Build Status

PgShrink

The pg_shrink tool makes it easy to shrink and sanitize a postgres database, allowing you to specify custom filtering and sanitization via a simple DSL in a configuration file (Shrinkfile).

The pg_shrink tool takes two arguments, a url for a postgres database and the path to a configuration file (will default to the Shrinkfile in the current directory)

The simplest way to learn how to use pg_shrink is via an example.

Usage

Example Shrinkfile

This is a simple Ruby DSL that defines which tables are to be filtered and sanitized in what way, and the relationships between those tables when filtering or sanitization is to be propagated.

filter_table :users do |f|
   f.filter_by 'id % 1000 = 0'

  f.sanitize do |u|
    u[:email] = "sanitized_email#{u[:id]}@fake.com"
    u
  end

  f.filter_subtable(:user_preferences, :foreign_key => :user_id)
end

This particular example will filter the users table to contain only users with a name matching the regular expression /save me/, sanitize the email field on those users, and then filter the user_preferences table to contain only preferences associated with those users.

Full DSL

See the Shrinkfile.example file in this directory for a complete list of the available DSL.

Options

-u, --url URL            *REQUIRED* Specify URL to postgres database.
                         WARNING: This database should be a backup and not
                         be changing at the time pg_shrink is run.  It will
                         be modified in place.
-c, --config SHRINKFILE  Specify a configuration file for how to shrink
--force                  Force run without confirmation.
-h, --help               Show this message and exit

How does it work?

The pg_shrink command runs through 4 major steps.

  • 1. Options parsing.
  • 2. Shrinkfile parsing and setting up the structure of tables, filters, sanitizers, and their subtable relationships
  • 3. Iterating through tables and doing a depth-first filter on them.
  • 4. Iterating through tables and doing a depth-first sanitization on them.

Step 1: Option parsing is simple. pg_shrink uses optparse

Step 2: Before anything is run, the Shrinkfile is completely parsed, setting up a set of tables, the filters and sanitizers on those tables, and any subtable relationships

Step 3: For each table, the filters on that table are iterated through. For each filter, the records in the table are pulled out in batches, the filter is applied to that batch, and then any subtable filters are applied for records impacted within that batch.

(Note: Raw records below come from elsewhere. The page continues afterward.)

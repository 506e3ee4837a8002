//! Acceptor loop
//!
//! Owns the listening socket, applies admission control to every accepted
//! connection and spawns one task per admitted session, plus a periodic
//! sweeper that expires idle and overlong sessions.

use std::net::{IpAddr, SocketAddr};
use std::sync::Arc;
use std::time::Duration;

use log::{error, info, warn};
use tokio::io::AsyncWriteExt;
use tokio::net::{TcpListener, TcpStream};
use tokio::sync::watch;
use tokio::task::JoinSet;
use tokio::time::{MissedTickBehavior, interval, sleep, timeout};

use crate::auth::Authenticator;
use crate::client::{Session, SessionContext, SessionRegistry, handle_client};
use crate::config::{ServerConfig, SharedRuntimeConfig, StartupConfig};
use crate::error::ServerError;
use crate::middleware::logging::log_connection;
use crate::middleware::rate_limit::{RateLimitSettings, RateLimiter};
use crate::protocol::responses::{self, format_response};
use crate::server::admin::ServerHandle;
use crate::server::shutdown::Shutdown;
use crate::server::stats::ServerStatistics;
use crate::vhost::VirtualHostResolver;

/// Pause after a failed `accept` before trying again
const ACCEPT_BACKOFF: Duration = Duration::from_millis(100);
/// Upper bound for writing the refusal line to a denied connection
const REFUSAL_TIMEOUT: Duration = Duration::from_secs(1);

pub struct Server {
    listener: TcpListener,
    startup: StartupConfig,
    runtime: SharedRuntimeConfig,
    registry: Arc<SessionRegistry>,
    rate_limiter: Arc<RateLimiter>,
    stats: Arc<ServerStatistics>,
    context: Arc<SessionContext>,
    vhosts: Arc<dyn VirtualHostResolver>,
    shutdown: Shutdown,
}

impl Server {
    /// Validates the configuration and binds the control socket.
    pub async fn bind(
        config: ServerConfig,
        authenticator: Arc<dyn Authenticator>,
        vhosts: Arc<dyn VirtualHostResolver>,
        shutdown: &Shutdown,
    ) -> Result<Self, ServerError> {
        config.validate()?;
        let ip: IpAddr = config
            .server
            .bind_address
            .parse()
            .map_err(|_| ServerError::InvalidAddress(config.server.bind_address.clone()))?;
        let socket = SocketAddr::new(ip, config.server.control_port);
        let listener = TcpListener::bind(socket)
            .await
            .map_err(|e| ServerError::Bind(socket.to_string(), e))?;

        Self::with_listener(listener, config, authenticator, vhosts, shutdown)
    }

    /// Serves on an already bound listener. The configured control port is
    /// replaced by the listener's.
    pub fn with_listener(
        listener: TcpListener,
        mut config: ServerConfig,
        authenticator: Arc<dyn Authenticator>,
        vhosts: Arc<dyn VirtualHostResolver>,
        shutdown: &Shutdown,
    ) -> Result<Self, ServerError> {
        let local = listener.local_addr()?;
        config.server.control_port = local.port();
        config.validate()?;
        info!("Server bound to {}", local);

        let rate_limiter = Arc::new(RateLimiter::new(RateLimitSettings::from(&config.rate_limit)));
        let (startup, runtime) = config.split();

        let stats = Arc::new(ServerStatistics::new());
        let context = Arc::new(SessionContext::new(
            &startup,
            authenticator,
            Arc::clone(&rate_limiter),
            Arc::clone(&stats),
        ));

        Ok(Self {
            listener,
            registry: Arc::new(SessionRegistry::new(Arc::clone(&runtime))),
            startup,
            runtime,
            rate_limiter,
            stats,
            context,
            vhosts,
            shutdown: shutdown.clone(),
        })
    }

    pub fn local_addr(&self) -> std::io::Result<SocketAddr> {
        self.listener.local_addr()
    }

    /// Administrative handle that stays valid while the server runs.
    pub fn handle(&self) -> ServerHandle {
        ServerHandle::new(
            Arc::clone(&self.registry),
            Arc::clone(&self.rate_limiter),
            Arc::clone(&self.stats),
            Arc::clone(&self.runtime),
            self.shutdown.clone(),
        )
    }

    /// Accepts connections until shutdown, then closes every session and
    /// waits for all tasks to finish.
    pub async fn run(self) -> Result<(), ServerError> {
        let mut shutdown = self.shutdown.subscribe();
        info!(
            "Starting RAX FTP server on {} (max {} clients)",
            self.local_addr()?,
            self.registry.capacity().await
        );

        let sweeper = tokio::spawn(sweep_sessions(
            Arc::clone(&self.registry),
            self.startup.sweep_interval(),
            self.shutdown.subscribe(),
        ));
        let mut sessions = JoinSet::new();

        loop {
            if *shutdown.borrow() {
                break;
            }

            tokio::select! {
                biased;
                changed = shutdown.changed() => {
                    if changed.is_err() {
                        break;
                    }
                }
                accepted = self.listener.accept() => match accepted {
                    Ok((stream, addr)) => self.admit(stream, addr, &mut sessions).await,
                    Err(e) => {
                        error!("Error accepting connection: {}", e);
                        self.stats.error();
                        sleep(ACCEPT_BACKOFF).await;
                    }
                },
                Some(joined) = sessions.join_next(), if !sessions.is_empty() => {
                    if let Err(e) = joined {
                        error!("Session task failed: {}", e);
                        self.stats.error();
                    }
                }
            }
        }

        info!("Stopping server, closing {} sessions", self.registry.len().await);
        self.registry.disconnect_all().await;
        while let Some(joined) = sessions.join_next().await {
            if let Err(e) = joined {
                error!("Session task failed during shutdown: {}", e);
            }
        }
        if let Err(e) = sweeper.await {
            error!("Sweeper task failed: {}", e);
        }
        self.registry.clear().await;
        drop(self.listener);

        info!("Server stopped");
        Ok(())
    }

    /// Admission control for one accepted connection.
    async fn admit(&self, stream: TcpStream, addr: SocketAddr, sessions: &mut JoinSet<()>) {
        if !self.rate_limiter.allow_connection(addr.ip()) {
            warn!("Connection from {} refused by rate limiter", addr);
            self.refuse(stream, "Too many connections from your address, try again later");
            return;
        }

        let capacity = self.registry.capacity().await;
        if self.registry.len().await >= capacity {
            warn!("Rejected connection from {}: max clients ({}) reached", addr, capacity);
            self.refuse(stream, "Too many users, try again later");
            return;
        }

        let hostname = match stream.local_addr() {
            Ok(local) => local.ip().to_string(),
            Err(_) => self.startup.bind_address.clone(),
        };
        let session = Arc::new(Session::new(addr, self.vhosts.resolve(&hostname)));
        if let Err(e) = self.registry.add(Arc::clone(&session)).await {
            warn!("Rejected connection from {}: {}", addr, e);
            self.refuse(stream, "Too many users, try again later");
            return;
        }

        self.stats.connection_opened();
        log_connection(addr, &session.virtual_host().hostname);
        sessions.spawn(handle_client(
            stream,
            session,
            Arc::clone(&self.context),
            Arc::clone(&self.registry),
            self.shutdown.subscribe(),
        ));
    }

    /// Best-effort `421` and close, off the accept path.
    fn refuse(&self, mut stream: TcpStream, message: &str) {
        self.stats.connection_rejected();
        let line = format_response(responses::SERVICE_UNAVAILABLE, message);
        tokio::spawn(async move {
            let _ = timeout(REFUSAL_TIMEOUT, async {
                stream.write_all(line.as_bytes()).await?;
                stream.shutdown().await
            })
            .await;
        });
    }
}

/// Periodically removes inactive and expired sessions until shutdown.
async fn sweep_sessions(
    registry: Arc<SessionRegistry>,
    period: Duration,
    mut shutdown: watch::Receiver<bool>,
) {
    let mut ticker = interval(period);
    ticker.set_missed_tick_behavior(MissedTickBehavior::Delay);
    // The first tick completes immediately.
    ticker.tick().await;

    loop {
        if *shutdown.borrow() {
            break;
        }
        tokio::select! {
            biased;
            changed = shutdown.changed() => {
                if changed.is_err() {
                    break;
                }
            }
            _ = ticker.tick() => {
                let removed = registry.sweep().await;
                if removed > 0 {
                    info!("Sweep removed {} session(s)", removed);
                }
            }
        }
    }
}

#[cfg(test)]
mod tests {
    use super::*;
    use crate::auth::UserStore;
    use crate::client::test_support::{shared_runtime, test_host};
    use crate::vhost::VirtualHostTable;

    #[tokio::test]
    async fn test_construction_leaves_server_root_untouched() {
        let root = std::env::temp_dir().join(format!("rax-ftpd-root-{}", std::process::id()));
        let mut config = ServerConfig::default();
        config.server.server_root = root.to_string_lossy().into_owned();
        let vhosts = VirtualHostTable::new(&config.server, &config.virtual_hosts);
        let listener = TcpListener::bind("127.0.0.1:0").await.unwrap();

        let server = Server::with_listener(
            listener,
            config,
            Arc::new(UserStore::with_default_users(false, 64)),
            Arc::new(vhosts),
            &Shutdown::new(),
        )
        .unwrap();
        assert_ne!(server.local_addr().unwrap().port(), 0);
        assert!(!root.exists());
    }

    #[tokio::test(start_paused = true)]
    async fn test_sweeper_expires_sessions_and_stops_on_shutdown() {
        let registry = Arc::new(SessionRegistry::new(shared_runtime(10, 0, 30)));
        let session = Arc::new(Session::new("10.0.0.1:1".parse().unwrap(), test_host()));
        registry.add(Arc::clone(&session)).await.unwrap();

        let shutdown = Shutdown::new();
        let sweeper = tokio::spawn(sweep_sessions(
            Arc::clone(&registry),
            Duration::from_secs(10),
            shutdown.subscribe(),
        ));

        tokio::time::sleep(Duration::from_secs(25)).await;
        assert!(session.is_active());

        tokio::time::sleep(Duration::from_secs(20)).await;
        assert!(!session.is_active());
        assert!(registry.is_empty().await);

        shutdown.trigger();
        sweeper.await.unwrap();
    }
}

Step 4: For each table, the sanitizers on that table are iterated through. For each filter, the records in the table are pulled out in batches, the sanitizers is applied to that batch, and then any subtable sanitizers are applied for records impacted within that batch.

Installation

Add this line to your application's Gemfile:

gem 'pg_shrink'

And then execute:

$ bundle

Or install it yourself as:

$ gem install pg_shrink

Contributing

  1. Fork it
  2. Create your feature branch (git checkout -b my-new-feature)
  3. Commit your changes (git commit -am 'Add some feature')
  4. Push to the branch (git push origin my-new-feature)
  5. Create new Pull Request